Indian academic institutions are hurtling towards the deep end of irrelevance. On the one hand, India faces new challenges that range from corruption in its political economy and pressure on public resources to a future of work that requires new competencies and newer models of employment. On the other, universities in India continue with business as usual – credentialing through rote learning and standardized examinations, uninspiring classrooms with extremely low engagement, and a student experience that is violent and intolerant both on the body and the mind. The tragedy of our country is that there are exceptions and they, rather than being used as exemplars for larger change, are progressively swatted to the norm by regulatory agencies.

The university leadership is a reward rather than a clarion call for building a bold new world and most rest in its celebration

Take a student who comes to a university – desirous of new learning and wanting to change the world. Most are trying to figure out how to navigate the changing environment around them. Of course, there are those too who have been sent to mark time until others decide what is to become of them. The faculty too begin with phenomenal earnest but lose steam to build institutions that matter sooner than their students. Many, there as well, have come to the institutions without the necessary preparation in the methods of their discipline or pedagogy or a perspective to grow questioning minds. The university leadership is a reward rather than a clarion call for building a bold new world and most rest in its celebration. The bureaucracy seldom understands the nuances of managing institutions and how to get the most out of it. The society rarely cares about institutions once its own children have graduated. So, how do we heal this hurt of generations?

Universities are meant to be open, questioning, trusting, experimenting, inspirational, direction setting, and enabling people to believe that nothing is impossible. They are also universes of learning. They are safe places to try out new ideas, for diverse thinking, and for unpopular conversations that are based out of deep thinking, research, new theoretical constructs, and data. They make our understanding of the society more contemporary and solve its more knotty problems. They help us synthesize perspectives while they conduct deep enquiry. Universities are always places of the future – future is shaped in its crucibles, classrooms and conversations. Education is the basis of the social and economic change in any country. India has yet to fully absorb the value of this proposition. Academic organizations are difficult to manage as security of the job and low accountability when combined with low expectation and poor resources creates a destructive admixture of powerful mediocrity that burns to ashes the possibilities at the university. Changes in three areas would be needed to restore to our institutions the above privileges and characteristics.

The most crucial change is required in the governance of our institutions.

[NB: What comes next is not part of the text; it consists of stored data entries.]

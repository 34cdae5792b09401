//! Service configuration
//!
//! Layered from an optional TOML file and `DROWSY_*` environment variables
//! (`__` separates sections, e.g. `DROWSY_SERVER__BIND_ADDR=0.0.0.0:8080`).
//! Every field has a default, so an empty environment is a valid config.

use dms::DetectorConfig;
use serde::{Deserialize, Serialize};
use std::path::{Path, PathBuf};
use storage::DebugImagePolicy;

/// Environment variable naming the config file
pub const CONFIG_PATH_ENV: &str = "DROWSY_CONFIG";

/// Config file used when `DROWSY_CONFIG` is unset
pub const DEFAULT_CONFIG_PATH: &str = "config/drowsiness.toml";

/// Top-level service configuration
#[derive(Debug, Clone, Default, Serialize, Deserialize)]
#[serde(default)]
pub struct AppConfig {
    pub server: ServerConfig,
    pub score_log: ScoreLogConfig,
    pub debug_images: DebugImageConfig,
    pub detector: DetectorConfig,
    pub logging: LoggingConfig,
    pub metrics: MetricsConfig,
}

/// HTTP listener settings
#[derive(Debug, Clone, Serialize, Deserialize)]
#[serde(default)]
pub struct ServerConfig {
    /// Listen address
    pub bind_addr: String,
    /// Largest accepted request body (bytes)
    pub max_upload_bytes: usize,
}

impl Default for ServerConfig {
    fn default() -> Self {
        Self {
            bind_addr: "0.0.0.0:5241".to_string(),
            max_upload_bytes: 10 * 1024 * 1024,
        }
    }
}

/// Score log location
#[derive(Debug, Clone, Serialize, Deserialize)]
#[serde(default)]
pub struct ScoreLogConfig {
    pub path: PathBuf,
}

impl Default for ScoreLogConfig {
    fn default() -> Self {
        Self {
            path: PathBuf::from("logs/drowsiness_log.csv"),
        }
    }
}

/// Debug image persistence
#[derive(Debug, Clone, Serialize, Deserialize)]
#[serde(default)]
pub struct DebugImageConfig {
    pub enabled: bool,
    pub dir: PathBuf,
    pub policy: DebugImagePolicy,
}

impl Default for DebugImageConfig {
    fn default() -> Self {
        Self {
            enabled: true,
            dir: PathBuf::from("images"),
            policy: DebugImagePolicy::Overwrite,
        }
    }
}

/// Tracing output
#[derive(Debug, Clone, Serialize, Deserialize)]
#[serde(default)]
pub struct LoggingConfig {
    /// Max level: trace, debug, info, warn or error
    pub level: String,
    /// Emit JSON lines instead of human-readable text
    pub json: bool,
}

impl Default for LoggingConfig {
    fn default() -> Self {
        Self {
            level: "info".to_string(),
            json: false,
        }
    }
}

/// Prometheus exporter
#[derive(Debug, Clone, Default, Serialize, Deserialize)]
#[serde(default)]
pub struct MetricsConfig {
    /// Address for the `/metrics` listener; disabled when unset
    pub listen_addr: Option<String>,
}

impl AppConfig {
    /// Load from the file named by `DROWSY_CONFIG` (or the default path)
    /// and the environment
    pub fn load() -> Result<Self, config::ConfigError> {
        let path = std::env::var(CONFIG_PATH_ENV).unwrap_or_else(|_| DEFAULT_CONFIG_PATH.to_string());
        Self::load_from(Path::new(&path))
    }

    /// Load from a specific file (optional) and the environment
    pub fn load_from(path: &Path) -> Result<Self, config::ConfigError> {
        config::Config::builder()
            .add_source(config::File::from(path).required(false))
            .add_source(
                config::Environment::with_prefix("DROWSY")
                    .prefix_separator("_")
                    .separator("__"),
            )
            .build()?
            .try_deserialize()
    }
}
//! Detection request pipeline
//!
//! Validates one upload, decodes it, runs the detector and records the
//! result. Steps run strictly in order and the first failure ends the
//! request:
//!
//! 1. `Content-Type` must contain `image/jpeg`
//! 2. the body must decode as an image
//! 3. the raw bytes are copied to the debug image store (if enabled)
//! 4. the detector produces a verdict and score
//! 5. the verdict is appended to the score log
//!
//! Storage failures in steps 3 and 5 are logged and counted but never
//! change the outcome of the request.

use dms::{Detection, Detector, DmsError, Frame};
use metrics::counter;
use std::sync::Arc;
use storage::{DebugImageStore, ScoreLog};
use thiserror::Error;
use tracing::{error, info, warn};

/// Accepted upload media type
pub const JPEG_CONTENT_TYPE: &str = "image/jpeg";

/// Reasons a detection request fails
#[derive(Debug, Error)]
pub enum PipelineError {
    #[error("Content-Type must be image/jpeg")]
    UnsupportedContentType,

    #[error("Failed to decode image. File may be corrupted or not a valid image.")]
    Decode(#[source] image::ImageError),

    #[error("Detection failed")]
    Detector(#[from] DmsError),
}

impl PipelineError {
    /// Whether the caller can fix the request and resend it
    pub fn is_client_error(&self) -> bool {
        matches!(
            self,
            PipelineError::UnsupportedContentType | PipelineError::Decode(_)
        )
    }
}

/// Request pipeline shared by all `/detect` handlers
pub struct DetectionPipeline {
    detector: Arc<dyn Detector>,
    score_log: Arc<ScoreLog>,
    debug_images: Option<Arc<DebugImageStore>>,
}

impl DetectionPipeline {
    pub fn new(detector: Arc<dyn Detector>, score_log: Arc<ScoreLog>) -> Self {
        Self {
            detector,
            score_log,
            debug_images: None,
        }
    }

    /// Keep a copy of every decodable upload
    pub fn with_debug_images(mut self, store: Arc<DebugImageStore>) -> Self {
        self.debug_images = Some(store);
        self
    }

    pub fn score_log(&self) -> &ScoreLog {
        &self.score_log
    }

    /// Run one upload through the pipeline
    pub fn handle(&self, content_type: Option<&str>, payload: &[u8]) -> Result<Detection, PipelineError> {
        check_content_type(content_type)?;

        let frame = Frame::decode(payload).map_err(|e| {
            warn!(
                "Failed to decode image. File may be corrupted or not a valid image. ({} bytes: {})",
                payload.len(),
                e
            );
            PipelineError::Decode(e)
        })?;
        info!(
            "Received image: {} bytes, {}x{}",
            payload.len(),
            frame.width(),
            frame.height()
        );

        if let Some(store) = &self.debug_images {
            if let Err(e) = store.save(payload) {
                warn!("Failed to write debug image: {}", e);
                counter!("drowsiness_storage_failures_total", "target" => "debug_image").increment(1);
            }
        }

        let detection = self.detector.detect(&frame).map_err(|e| {
            error!("Detector failed: {}", e);
            PipelineError::from(e)
        })?;

        match self.score_log.append(detection.is_drowsy, detection.score) {
            Ok(record) => info!(
                "Drowsiness score {} (drowsy: {}) logged at {}",
                record.score, record.is_drowsy, record.timestamp
            ),
            Err(e) => {
                error!("Failed to log drowsiness score: {}", e);
                counter!("drowsiness_storage_failures_total", "target" => "score_log").increment(1);
            }
        }

        Ok(detection)
    }
}

/// Substring match, so parameters such as `; charset=binary` are tolerated
pub fn check_content_type(content_type: Option<&str>) -> Result<(), PipelineError> {
    match content_type {
        Some(value) if value.to_ascii_lowercase().contains(JPEG_CONTENT_TYPE) => Ok(()),
        _ => Err(PipelineError::UnsupportedContentType),
    }
}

The fundamental question is around who makes choices concerning the institutions. Regulations and regulators that control create rigidity and uncertainty in institutions and makes them incapable of renewing from within – the only sustainable way for change. Governments and their bureaucracies will have to free up institutions to allow them to make their own choices on who they admit, how they admit, what comprises education, details of a degree, and how institutions are run from within. Once institutions commit to outcomes, all decisions regarding their management have to be made by the university with no constraints from any external body. Today, government agencies constrain the inputs and pre-define the processes at the university and thereby also define the outcomes by default. This processes has to be reversed.They should only demand transparency and define outcomes. The second change that is required is to build the ability of institutions to attract a very different kind of faculty – one that has the preparation of deep scholarship, is entrepreneurial, that cares for its students, and one that has traits to build the profession. Indian higher education will not survive if it does not become a congregation of the meritorious. The day we have a hundred mechanical engineering professors who have the desire and capabilities to find a new substitute for the internal combustion engine, Indian higher education would be ready to lead the country’s development. The best of students will have to be attracted back to become academics before our institutions can transit to a higher performance levels. And last, the regulator will have to understand that excellence is about culture. Hence, all policies will have to be designed to allow each individual institution to conduct its own transformational processes uniquely. Only such a change making strategy, long drawn as it may be, is sustainable and likely to create thousands of quality institutions out of India.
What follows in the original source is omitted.